人事評価制度とは
従業員を正当に評価するための仕組みで、一般的に能力評価・業績評価・情意評価の3つから評価をします。
能力評価では従業員の能力を総合的に判断します。ここで指標となるのは企画やプレゼン・事務処理の能力などです。これらを総合的に判断して、数値として能力を認識します。ただ能力評価においては、努力や過程を見ることも大切であり、従業員の人となりを評価してあげることも重要です。
業績評価は従業員の目標設定をサポートするメリットがあります。売上額や業務件数、目標の達成度などは数値化できます。数値はモチベーションを生み出す原動力になり、さらに企業の永続的な黒字化にもつながるものです。また目標達成に要した時間、チームにどのくらい貢献したか、なども業績評価で見ておきたいポイントです。
情意評価は従業員が会社に対してどのくらい貢献しているか、意欲を持って仕事に臨めているか、などを評価します。勤務態度は適切か、積極性を持って業務を遂行しているか、ルールの順守しているか、などをチェックします。伸びる企業の特徴は、リーダーシップを発揮する人材が多いことです。こうした人材は積極性があり、また企業への貢献度も高いため、企業にとって大きな財産となります。
中小企業の人事評価制度の現状
大手は人事評価制度を導入し、十分に活用できているケースが多いです。一方で中小企業の人事評価制度に関しては、制度が運用できていないケースが少なからず見受けられます。中小企業は大手企業と比べて、人事考課制度が機能していない傾向が強いです。成果やスキル、やる気などを明確に判断する基準が存在しなければ、人事では相手の好き嫌いに重きが置かれてしまう可能性があります。同様の結果を出しているのに、上司から好かれている人は出世でき、嫌われている人は出世できない状況は問題ありです。企業が従業員を評価するときは、人間性の好き嫌いよりも、結果を見ていく必要があります。
従業員を正当に評価することができなければ、評価されない人材は離職を考えることになりかねません。離職者が頻繁に出てしまう状況は、企業にとって大きなリソースの流出となります。出入りが激しい職場は人材育成が進まず、結果的に企業力が伸びない問題が発生します。実際に離職率は大手企業より中小企業のほうが高く、人材が育ちにくい傾向が強いです。離職率を下げていくという意味でも、制度の健全な運用が課題になります。人事評価の基準を定めて、人事の裁量だけで決定してしまうことがないように人事評価制度を運用しましょう。

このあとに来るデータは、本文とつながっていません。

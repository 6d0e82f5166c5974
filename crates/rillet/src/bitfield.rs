//! Wrapper types around Bitvec.
use bitvec::prelude::*;

/// Bitfield where index = piece.
pub type Bitfield = BitVec<u8, Msb0>;

pub trait RltBitfield {
    /// A zeroed bitfield of `len` bits.
    fn from_piece(len: usize) -> Bitfield {
        bitvec![u8, Msb0; 0; len]
    }

    /// Build a bitfield from a wire payload, trimming the spare bits of the
    /// last byte so the length is exactly `len` bits.
    fn from_payload(payload: Vec<u8>, len: usize) -> Bitfield {
        let mut s = Bitfield::from_vec(payload);
        s.resize(len, false);
        s
    }

    /// Read the bit at `index`, false when out of range.
    fn safe_get(&self, index: usize) -> bool;
}

impl RltBitfield for Bitfield {
    fn safe_get(&self, index: usize) -> bool {
        self.get(index).map(|b| *b).unwrap_or(false)
    }
}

人事評価制度の導入率が低いのも中小企業の課題です。厚生労働省の雇用管理調査では、人事評価制度を導入している企業は全体の51.0%となっています。この割合は人員規模によって大きく異なり、5,000人以上の規模では98.3%にもなります。つまり大手企業のほとんどは人事評価制度を導入し、人材を正当に評価する基盤を整えているのです。それにより従業員が離職しにくい環境づくりができるわけです。100人以上の規模では73.7%が導入しており、5,000人規模の企業と比べると顕著に低くなっています。さらに30~99人規模では39.4%まで下がるため、人員規模と人事評価制度の導入率が比例関係にあることがわかるでしょう。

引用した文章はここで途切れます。